> _HOW TO COMPLETE THIS TASK_
Quote every line from the top of the listing down to and including the line that contains "if report.dimension >".

════════

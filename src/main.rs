use anyhow::Result;
use clap::{Parser, Subcommand};
use colored::*;

use pqa_cli::{display_banner, is_exit_word, read_question};
use pqa_core::Settings;
use pqa_rag::{Answerer, ingest};

#[derive(Parser)]
#[command(name = "pqa")]
#[command(about = "Perguntas e respostas sobre um PDF, direto do terminal", long_about = None)]
struct Cli {
    #[command(subcommand)]
    command: Command,
}

#[derive(Subcommand)]
enum Command {
    /// Ingere o PDF configurado no banco vetorial
    Ingest,
    /// Responde uma única pergunta
    Ask {
        question: String,
        /// Quantidade de trechos recuperados
        #[arg(short, long, default_value_t = 10)]
        k: usize,
        /// Mostra o prompt preenchido em vez de chamar o modelo
        #[arg(long)]
        prompt_only: bool,
    },
    /// Loop interativo de perguntas
    Chat {
        /// Quantidade de trechos recuperados
        #[arg(short, long, default_value_t = 10)]
        k: usize,
    },
}

#[tokio::main]
async fn main() -> Result<()> {
    dotenvy::dotenv().ok();
    let settings = Settings::from_env();
    let cli = Cli::parse();

    match cli.command {
        Command::Ingest => {
            let report = ingest(&settings).await?;
            println!("[ingest] Páginas carregadas: {}", report.pages);
            println!("[ingest] Chunks gravados: {}", report.chunks);
            if report.dimension > 0 {
                println!("[ingest] Dimensão dos vetores: {}", report.dimension);
            }
            println!("{}", "[ingest] Concluído!".green());
        }
        Command::Ask {
            question,
            k,
            prompt_only,
        } => {
            let answerer = Answerer::new(&settings);
            let output = if prompt_only {
                answerer.search_prompt(&question, k, settings.debug).await?
            } else {
                answerer.answer(&question, k, settings.debug).await?
            };
            println!("{output}");
        }
        Command::Chat { k } => run_chat(&settings, k).await?,
    }

    Ok(())
}

async fn run_chat(settings: &Settings, k: usize) -> Result<()> {
    display_banner();
    println!("Digite sua pergunta (ou 'sair' para encerrar).");

    let answerer = Answerer::new(settings);
    let mut history = Vec::new();

    loop {
        let Some(question) = read_question(&mut history).await? else {
            println!("\nSaindo...");
            break;
        };

        if question.is_empty() {
            continue;
        }
        if is_exit_word(&question) {
            println!("Saindo...");
            break;
        }

        match answerer.answer(&question, k, settings.debug).await {
            Ok(answer) => println!("RESPOSTA: {answer}"),
            Err(err) => eprintln!("{} {err}", "erro:".red().bold()),
        }
    }

    Ok(())
}
//! pgvector-backed store implementation

use async_trait::async_trait;
use pgvector::Vector;
use tokio_postgres::types::Json;
use tokio_postgres::{Client, NoTls};
use uuid::Uuid;

use pqa_core::{ChunkRecord, Error, Result, ScoredChunk, VectorStore};

use crate::CollectionName;

/// Vector store over one Postgres/pgvector table
pub struct PgVectorStore {
    client: Client,
    collection: CollectionName,
}

impl PgVectorStore {
    /// Connect to Postgres and bind to the given collection
    ///
    /// The connection task is driven in the background and lives as long as
    /// the store; dropping the store closes it.
    pub async fn connect(database_url: &str, collection: CollectionName) -> Result<Self> {
        let (client, connection) = tokio_postgres::connect(database_url, NoTls)
            .await
            .map_err(|e| Error::Connection(format!("Postgres unreachable: {e}")))?;
        tokio::spawn(async move {
            if let Err(err) = connection.await {
                eprintln!("postgres connection error: {err}");
            }
        });
        Ok(Self { client, collection })
    }

    /// Create the vector extension and the collection table if absent
    ///
    /// The embedding column dimension is fixed at creation time from the
    /// first batch; later batches with a different dimension fail in the
    /// store, not here.
    async fn ensure_schema(&self, dimension: usize) -> Result<()> {
        self.client
            .batch_execute("CREATE EXTENSION IF NOT EXISTS vector")
            .await
            .map_err(|e| Error::Store(format!("failed to create vector extension: {e}")))?;

        let ddl = format!(
            "CREATE TABLE IF NOT EXISTS {} (\
                id UUID PRIMARY KEY, \
                content TEXT NOT NULL, \
                metadata JSONB NOT NULL DEFAULT '{{}}'::jsonb, \
                embedding vector({dimension}) NOT NULL\
            )",
            self.collection.quoted()
        );
        self.client
            .batch_execute(&ddl)
            .await
            .map_err(|e| Error::Store(format!("failed to create collection table: {e}")))?;
        Ok(())
    }
}

#[async_trait]
impl VectorStore for PgVectorStore {
    async fn insert_batch(&mut self, records: Vec<ChunkRecord>) -> Result<usize> {
        let Some(first) = records.first() else {
            return Ok(0);
        };
        if first.embedding.is_empty() {
            return Err(Error::Store(
                "first record is missing its embedding vector".to_string(),
            ));
        }
        self.ensure_schema(first.embedding.len()).await?;

        let transaction = self
            .client
            .transaction()
            .await
            .map_err(|e| Error::Store(format!("failed to open transaction: {e}")))?;
        let statement = transaction
            .prepare(&format!(
                "INSERT INTO {} (id, content, metadata, embedding) VALUES ($1, $2, $3, $4)",
                self.collection.quoted()
            ))
            .await
            .map_err(|e| Error::Store(format!("failed to prepare insert: {e}")))?;

        let written = records.len();
        for record in records {
            transaction
                .execute(
                    &statement,
                    &[
                        &Uuid::new_v4(),
                        &record.content,
                        &Json(&record.metadata),
                        &Vector::from(record.embedding),
                    ],
                )
                .await
                .map_err(|e| Error::Store(format!("insert failed: {e}")))?;
        }
        transaction
            .commit()
            .await
            .map_err(|e| Error::Store(format!("commit failed: {e}")))?;
        Ok(written)
    }

    async fn query(&self, vector: &[f32], k: usize) -> Result<Vec<ScoredChunk>> {
        let query = format!(
            "SELECT content, metadata, embedding <=> $1 AS score \
             FROM {} ORDER BY embedding <=> $1 LIMIT $2",
            self.collection.quoted()
        );
        let probe = Vector::from(vector.to_vec());
        let rows = self
            .client
            .query(&query, &[&probe, &(k as i64)])
            .await
            .map_err(|e| Error::Store(format!("similarity query failed: {e}")))?;

        Ok(rows
            .into_iter()
            .map(|row| {
                let metadata: Json<serde_json::Value> = row.get("metadata");
                ScoredChunk {
                    content: row.get("content"),
                    metadata: metadata.0,
                    score: row.get::<_, f64>("score") as f32,
                }
            })
            .collect())
    }

    async fn count(&self) -> Result<u64> {
        let query = format!("SELECT COUNT(*) FROM {}", self.collection.quoted());
        let row = self
            .client
            .query_one(&query, &[])
            .await
            .map_err(|e| Error::Store(format!("count failed: {e}")))?;
        Ok(row.get::<_, i64>(0) as u64)
    }
}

════════

> _EXPECTED ANSWER_
filename src/main.rs
use anyhow::Result;
use clap::{Parser, Subcommand};
use colored::*;

use pqa_cli::{display_banner, is_exit_word, read_question};
use pqa_core::Settings;
use pqa_rag::{Answerer, ingest};

#[derive(Parser)]
#[command(name = "pqa")]
#[command(about = "Perguntas e respostas sobre um PDF, direto do terminal", long_about = None)]
struct Cli {
    #[command(subcommand)]
    command: Command,
}

#[derive(Subcommand)]
enum Command {
    /// Ingere o PDF configurado no banco vetorial
    Ingest,
    /// Responde uma única pergunta
    Ask {
        question: String,
        /// Quantidade de trechos recuperados
        #[arg(short, long, default_value_t = 10)]
        k: usize,
        /// Mostra o prompt preenchido em vez de chamar o modelo
        #[arg(long)]
        prompt_only: bool,
    },
    /// Loop interativo de perguntas
    Chat {
        /// Quantidade de trechos recuperados
        #[arg(short, long, default_value_t = 10)]
        k: usize,
    },
}

#[tokio::main]
async fn main() -> Result<()> {
    dotenvy::dotenv().ok();
    let settings = Settings::from_env();
    let cli = Cli::parse();

    match cli.command {
        Command::Ingest => {
            let report = ingest(&settings).await?;
            println!("[ingest] Páginas carregadas: {}", report.pages);
            println!("[ingest] Chunks gravados: {}", report.chunks);
            if report.dimension > 0 {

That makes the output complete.